FRAMINGHAM (07/25/2000) - More details about the future of The Santa Cruz Operation Inc. (SCO) are expected to be announced later Tuesday when the struggling Unix and Linux vendor announces the financial results for its third fiscal quarter, which the company warned two weeks ago would be much worse than expected.
The Santa Cruz, Calif.-based company may have more than just disappointing numbers to report, however. Along with the warning of a loss that's likely to be more than three times larger than what Wall Street analysts were expecting, SCO two weeks ago said it had hired an investment banking firm to help evaluate its financial options.
Rumors have been circulating that parts of the company could be purchased by Linux rival Caldera Systems Inc. in Orem, Utah. Officials at both SCO and Caldera refused to comment yesterday about a possible deal between the two companies. "At this point, they're just rumors," said a SCO spokesman.
SCO has dominated the Unix-on-Intel market for several years with its OpenServer and UnixWare products. But it has been hurt by the rise of Linux, and in March, SCO reorganized into three independent business -- a move that was widely interpreted by analysts as a possible prelude to the sale of one or more of the company's divisions.
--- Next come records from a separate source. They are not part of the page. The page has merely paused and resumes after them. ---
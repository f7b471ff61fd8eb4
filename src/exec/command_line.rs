// src/exec/command_line.rs

//! Command-line composition.
//!
//! Arguments are joined into one string the way a Windows command line is
//! written: an argument containing a space is wrapped in double quotes unless
//! it already contains a quote, in which case the caller is assumed to have
//! quoted it. This is not a general escaping scheme.
//!
//! On platforms without a native command-line string the composed string is
//! split back into argv with [`split_arguments`], so the child sees the same
//! arguments it would see on Windows.

/// Join `args` with single spaces, quoting those that contain a space and no
/// quote character.
pub fn combine_arguments<S: AsRef<str>>(args: &[S]) -> String {
    args.iter()
        .map(|arg| quote_if_needed(arg.as_ref()))
        .collect::<Vec<_>>()
        .join(" ")
}

/// Full command line as reported to callers: the program (quoted if it
/// contains a space) followed by the combined arguments, if any.
pub fn command_line<S: AsRef<str>>(program: &str, args: &[S]) -> String {
    let program = if program.contains(' ') {
        format!("\"{program}\"")
    } else {
        program.to_string()
    };

    let arguments = combine_arguments(args);
    if arguments.is_empty() {
        program
    } else {
        format!("{program} {arguments}")
    }
}

fn quote_if_needed(arg: &str) -> String {
    if arg.contains(' ') && !arg.contains('"') {
        format!("\"{arg}\"")
    } else {
        arg.to_string()
    }
}

/// Split a composed argument string into argv using the Microsoft C runtime
/// rules.
///
/// - Unquoted spaces and tabs separate arguments; other whitespace is part
///   of the argument.
/// - A double quote toggles quoting and is dropped.
/// - `2n` backslashes followed by a quote produce `n` backslashes and toggle
///   quoting; `2n + 1` backslashes followed by a quote produce `n`
///   backslashes and a literal quote.
/// - `""` inside a quoted region produces a literal quote.
/// - Backslashes not followed by a quote are literal.
pub fn split_arguments(line: &str) -> Vec<String> {
    let mut args = Vec::new();
    let mut current = String::new();
    let mut in_arg = false;
    let mut in_quotes = false;
    let mut chars = line.chars().peekable();

    while let Some(c) = chars.next() {
        match c {
            '\\' => {
                let mut backslashes = 1;
                while chars.peek() == Some(&'\\') {
                    chars.next();
                    backslashes += 1;
                }
                in_arg = true;
                if chars.peek() == Some(&'"') {
                    current.extend(std::iter::repeat_n('\\', backslashes / 2));
                    if backslashes % 2 == 1 {
                        chars.next();
                        current.push('"');
                    }
                } else {
                    current.extend(std::iter::repeat_n('\\', backslashes));
                }
            }
            '"' => {
                in_arg = true;
                if in_quotes && chars.peek() == Some(&'"') {
                    chars.next();
                    current.push('"');
                } else {
                    in_quotes = !in_quotes;
                }
            }
            ' ' | '\t' if !in_quotes => {
                if in_arg {
                    args.push(std::mem::take(&mut current));
                    in_arg = false;
                }
            }
            c => {
                in_arg = true;
                current.push(c);
            }
        }
    }

    if in_arg {
        args.push(current);
    }

    args
}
The reorganization created separate units for SCO's server operating systems, its professional services group and Tarantella, a software product that allows browser-based clients to access applications running on Unix systems, Windows NT servers and mainframes. Last week, Caldera and SCO's Tarantella Inc. division announced the first bundling of the Web-enabling software for Linux.
SCO executives are "pretty concerned about the future" of the company's markets and its viability, said George Weiss, an analyst at Gartner Group Inc. in Stamford, Conn. He added that the company's financial troubles appear to be caused by its narrow focus on operating systems and utilities that aren't high-growth products.
SCO also sells mainly to smaller and medium-size companies, Weiss said, while larger users tend to turn to rivals such as Sun Microsystems Inc. or IBM because those vendors offer deeper services, higher performance and greater scalability. Because of its customer base, SCO's opportunities for revenue growth have been "relatively limited," Weiss said.
The financial results are scheduled to be released at 4:15 p.m. eastern time Tuesday, according to SCO. In its July 10 warning, the company said third-quarter revenue would likely amount to between $26 million and $28 million, compared with $57.1 million in the same three months of 1999. SCO's net loss -- its second straight quarterly deficit -- is expected to amount to at least 50 cents per share.